By Yahoo Finance
Welcome to the era of the digital wallet.
Not sure what that is? In short, it’s technology that allows you the convenience of conducting transactions on your smartphone, computer or tablet without a physical card. When making an online purchase, for example, instead of typing in all the digits of your credit card, plus the expiration date and security code, you can access the card number through your digital wallet and make the transaction almost instantly. Or if you’re conducting business in person, you just scan your phone in front of a reader for payment without any contact.
During the COVID-19 pandemic, digital wallets have become even more popular, according to a recent survey from Chase that looked at consumers’ relationship with cash, savings and digital banking tools one year after the start of the pandemic. The survey found 47% of respondents started or continued to use contactless payment options in 2021 to avoid physical interactions amid the pandemic. Additionally, 73% of respondents said contactless payments were a more convenient form of payment.

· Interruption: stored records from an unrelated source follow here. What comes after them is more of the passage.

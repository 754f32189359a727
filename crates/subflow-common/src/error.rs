//! Error types shared by the job builder and its collaborators.
//!
//! Construction of job descriptors only ever fails with
//! [`Error::Configuration`] or [`Error::MalformedUri`]. Calls to external
//! services fail with [`Error::Collaborator`], which carries the service's own
//! error code so callers can report it unchanged.

/// Common error type for subflow.
#[derive(Debug, thiserror::Error)]
pub enum Error {
    /// A required field could not be resolved after all fallbacks.
    #[error("Configuration error: {0}")]
    Configuration(String),

    /// A location string is not a usable storage URI.
    #[error("Malformed storage URI '{uri}': {reason}")]
    MalformedUri {
        /// The offending input.
        uri: String,
        /// Why it was rejected.
        reason: String,
    },

    /// An external service call failed.
    #[error("{service} error [{code}]: {message}")]
    Collaborator {
        /// Which collaborator failed (e.g. "s3", "stepfunctions").
        service: String,
        /// The collaborator's error code.
        code: String,
        /// The collaborator's error message.
        message: String,
    },

    /// An incoming event is of a kind that is not handled.
    #[error("Unsupported event: {0}")]
    UnsupportedEvent(String),

    /// JSON encoding or decoding failed.
    #[error("JSON error: {0}")]
    Json(#[from] serde_json::Error),

    /// An I/O operation failed.
    #[error("IO error: {0}")]
    Io(#[from] std::io::Error),
}

impl Error {
    /// Create a new Configuration error.
    pub fn configuration<S: Into<String>>(msg: S) -> Self {
        Self::Configuration(msg.into())
    }

    /// Create a new MalformedUri error.
    pub fn malformed_uri<U: Into<String>, R: Into<String>>(uri: U, reason: R) -> Self {
        Self::MalformedUri {
            uri: uri.into(),
            reason: reason.into(),
        }
    }

    /// Create a new Collaborator error.
    pub fn collaborator<S, C, M>(service: S, code: C, message: M) -> Self
    where
        S: Into<String>,
        C: Into<String>,
        M: Into<String>,
    {
        Self::Collaborator {
            service: service.into(),
            code: code.into(),
            message: message.into(),
        }
    }

    /// Create a new UnsupportedEvent error.
    pub fn unsupported_event<S: Into<String>>(msg: S) -> Self {
        Self::UnsupportedEvent(msg.into())
    }
}

/// Result type alias using the common Error type.
pub type Result<T> = std::result::Result<T, Error>;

“More and more consumers are expecting these digital options, and banks and fintechs will continue to supply them in order to stay competitive,” said Jerry Craft, a veteran of the credit card industry who now is the CEO of Corserv, which empowers banks and fintechs with payment programs. “In the industry we are seeing ‘card holder’ change into ‘account holder’ as we move more toward a physical cardless world.”
What Are Examples of a Digital Wallet?
A digital wallet is, more or less, an electronic reproduction of the wallet in your pocket — without the cash. It holds your credit card information, and it gives you access to your to store loyalty cards and even your airline and other tickets. An advantage is you don’t have to carry a variety of cards and documents and risk losing them, plus your payments are simplified.

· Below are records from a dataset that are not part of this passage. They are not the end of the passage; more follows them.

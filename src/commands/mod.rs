//! Command implementations shared by the CLI and the event handler.

pub mod create;
pub mod describe;
pub mod sync;

pub use create::{build_and_submit, CreateOutcome, Submission};
pub use describe::describe_run;
pub use sync::{storage_path_from_uri, sync_subtitles, SyncRequest};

Even if you haven’t dipped into digital wallets, you’ve undoubtedly seen the signs for them when checking out at a store or even your bank’s ATM. They include Apple Pay, Google Pay and Samsung Pay straight from your smartphones, Fitbit Pay from your Fitbit and Garmin Pay from your smartwatch. Money transfer services PayPal and Venmo also qualify as digital wallets.
While credit card accounts aren’t going to go away, we’re trending away from carrying actual cards.
“Digital wallets are here to stay. Apple, Google, PayPal, Goldman Sachs are investing billions of dollars to make conventional credit and debit cards obsolete. We already see this trend gaining traction in India,” said Nilesh Mehta, the founder and CEO of Independence Bridge Consulting in Philadelphia. “It’s not that technology has gotten much better over the past 10 years, it’s that these companies have been able to consolidate many popular features into a single device — think digital cameras and the iPod. The average American has several credit cards which are becoming a liability because they often lose them. Even banks are recognizing Americans enjoy the convenience these technologies have brought them and providing consumers with the option to use their credits on mobile apps is one of them.”
Will Credit Cards Become Obsolete?
That’s unlikely since people still need access to credit to pay for goods and services in many instances.
“Today most mobile wallet functions are tethered to a credit card or bank account, so there is little risk of them replacing credit cards in the current form,” said John Cabell, director of banking and payments at J.D. Power, a leading consumer intelligence firm. “And in fact, J.D. Power research shows that tethering a credit card to a mobile wallet increases satisfaction with the mobile experience.”
Of greater risk to the conventional credit down the road are the emerging payment platforms that can replace credit card usage. Among them are “buy now, pay later” services that retailers are introducing. Target announced Oct. 6 that it was adding the option through a partnership with Affirm and Sezzle to allow customers to extend the payments on certain purchases in lieu of using credit cards. Other retailers, including Walmart and Amazon, allow for similar payments.
“These services bypass the need for a credit card and provide an alternate method of making a payment. In fact, nearly half of customers using buy now, pay later installment loan services express they would have used a credit card for the transaction as a second choice,” Cabell said. “As these payment methods rise in popularity, so does the threat to credit cards.”
Advantages and Disadvantages
The benefits of digital wallets revolve around convenience and flexibility, said Len Covello, the chief technology officer at Engage People, a global loyalty technology provider.
“Having access to all payment options in a single digital wallet makes it easier for consumers to pay with their preferred method during any given transaction,” he said. “For example, through digital wallets, consumers can manage all of their loyalty points across various loyalty programs, and in some cases, spend those loyalty points at whichever retailer they choose.”
A disadvantage? Not all consumers, particularly older ones, feel comfortable quite yet with the technology and are having to catch up with the help of grandchildren, for instance. But the pandemic seems to have spurred greater interest in paying in ways other than cash for seniors.
Consumers 65 and older paid by cash 26% of the time in 2020, down 7 percentage points from 2019, according to the Federal Reserve’s Diary of Consumer Payment Choice Study. Cash was still the preferred method of payment for the age group.